Los Angeles Sentinel Newspaper: When did you decide you wanted to change your destiny and become an entrepreneur?
Mahisha Dellinger: I wanted more. Everything was such a struggle. I was the kid in class who didn’t have enough money for snacks. The generational cycle of my neighborhood, my family, and community persisted. One thing that gave me a different perspective was my father. He came from a different background. On my weekend visits, I gained the motivation to change my surroundings.
LAS: I’m sure you’ve failed many times. Can you elaborate on what failure teaches about success?
DELLINGER: I learned failure is not final. What you take away from failure matters. I’ve had scenarios where I launched products and bombed. I still never gave up and learned from my mistakes. My background helped. My street smarts played a role in my success. It helped me survive this industry. There is something about grit that you cannot teach. I’ll find a way out of any scenario. That comes from sheer will.
LAS: What was the process of filming the show?
DELLINGER: The whole premise of the show is to empower Black female entrepreneurs. Black female entrepreneurship is on the rise. Latest statistics show up to 300%. However, only 4% break the million-dollar mark. You must have access to the right buyers, information on the process, and the resources to accomplish your goals.
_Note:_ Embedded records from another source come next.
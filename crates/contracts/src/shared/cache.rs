//! Query cache keys and their invalidation generations
//!
//! Every list the client fetches is cached under a logical key. A key's
//! generation starts at zero and is bumped by each invalidation; a reader
//! that observes a new generation must fetch again.

use std::collections::HashMap;

/// Logical cache keys used by the screens
pub mod keys {
    pub const PRODUCTS: &str = "products";
    pub const SUPPLIERS: &str = "suppliers";
    pub const CATEGORIES: &str = "categories";
    pub const USER_ROLES: &str = "user-roles";
    pub const ALL_USERS: &str = "all-users";
    pub const ADMIN_USERS: &str = "admin-users";
    pub const DASHBOARD_STATS: &str = "dashboard-stats";

    pub const USER_ROLE_PREFIX: &str = "user-role:";

    /// Key of one user's resolved role
    pub fn user_role(user_id: &str) -> String {
        format!("{}{}", USER_ROLE_PREFIX, user_id)
    }

    /// Keys touched by any change to role assignments
    pub const ROLE_MUTATION_KEYS: &[&str] = &[USER_ROLES, ADMIN_USERS];
}

#[derive(Debug, Clone, Default)]
pub struct CacheKeys {
    generations: HashMap<String, u64>,
}

impl CacheKeys {
    pub fn new() -> Self {
        Self::default()
    }

    /// Current generation; unknown keys are at zero
    pub fn generation(&self, key: &str) -> u64 {
        self.generations.get(key).copied().unwrap_or(0)
    }

    /// Make a key known so prefix invalidation can reach it
    pub fn register(&mut self, key: &str) {
        self.generations.entry(key.to_string()).or_insert(0);
    }

    /// Force the next read of `key` to refetch; returns the new generation
    pub fn invalidate(&mut self, key: &str) -> u64 {
        let generation = self.generations.entry(key.to_string()).or_insert(0);
        *generation += 1;
        *generation
    }

    /// Invalidate every known key starting with `prefix`; returns them sorted
    pub fn invalidate_prefix(&mut self, prefix: &str) -> Vec<String> {
        let mut touched: Vec<String> = self
            .generations
            .keys()
            .filter(|k| k.starts_with(prefix))
            .cloned()
            .collect();
        touched.sort();
        for key in &touched {
            if let Some(generation) = self.generations.get_mut(key) {
                *generation += 1;
            }
        }
        touched
    }

    pub fn len(&self) -> usize {
        self.generations.len()
    }

    pub fn is_empty(&self) -> bool {
        self.generations.is_empty()
    }
}

#[cfg(test)]
mod tests {
    use super::*;

    #[test]
    fn test_unknown_key_starts_at_zero() {
        let cache = CacheKeys::new();
        assert_eq!(cache.generation(keys::PRODUCTS), 0);
        assert!(cache.is_empty());
    }

    #[test]
    fn test_invalidate_touches_only_target() {
        let mut cache = CacheKeys::new();
        cache.register(keys::PRODUCTS);
        cache.register(keys::SUPPLIERS);
        assert_eq!(cache.invalidate(keys::PRODUCTS), 1);
        assert_eq!(cache.invalidate(keys::PRODUCTS), 2);
        assert_eq!(cache.generation(keys::SUPPLIERS), 0);
    }

    #[test]
    fn test_prefix_invalidation() {
        let mut cache = CacheKeys::new();
        cache.register(&keys::user_role("b"));
        cache.register(&keys::user_role("a"));
        cache.register(keys::USER_ROLES);

        let touched = cache.invalidate_prefix(keys::USER_ROLE_PREFIX);
        assert_eq!(touched, vec!["user-role:a".to_string(), "user-role:b".to_string()]);
        assert_eq!(cache.generation("user-role:a"), 1);
        assert_eq!(cache.generation(keys::USER_ROLES), 0);
    }
}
Those traits are lacking. The show helps provide those resources.
LAS: What was your favorite moment working on the show?
DELLINGER: I loved helping the ladies. Every one of these Black female owners are powerful women. I helped them fix problems, gain solutions, and give them access to information. Seeing the lightbulb go off made me happy. It was a labor of love! One entrepreneur was from Compton. She had extreme grit. I could see myself in her. When you have that impoverished background, it causes you to either stay stuck or blow it out the water.
LAS: What advice do you have for aspiring entrepreneurs?
DELLINGER: There should be a purpose. Everything is not about making money. My priorities are God first, family second, and work third. I try to keep it that way. To whom much is given, much is required. I try to help brown girls who look like me and mentor them. I refuse to just hoard. I’d rather give. I know that when you are blessing others, you receive blessings. You cannot help but to receive good harvest when you plant good seeds.
LAS: We often see entrepreneurship as this glamourous pursuit. What are some tough facts about entrepreneurship?
DELLINGER: Instagram people think entrepreneurship is glamourous but that’s not true. You have moments where you are tired and exhausted. You also have moments of fear. When you put products out that fail, you will have a huge setback. There is a lot of uncertainty especially the sacrifice you must make with your family. Having a good team around you helps.
The hour-long series will follow OWN’s Iyanla: Fix My Life every Saturday. The first episode premieres Saturday Aug 11 at 10 p.m ET/PT.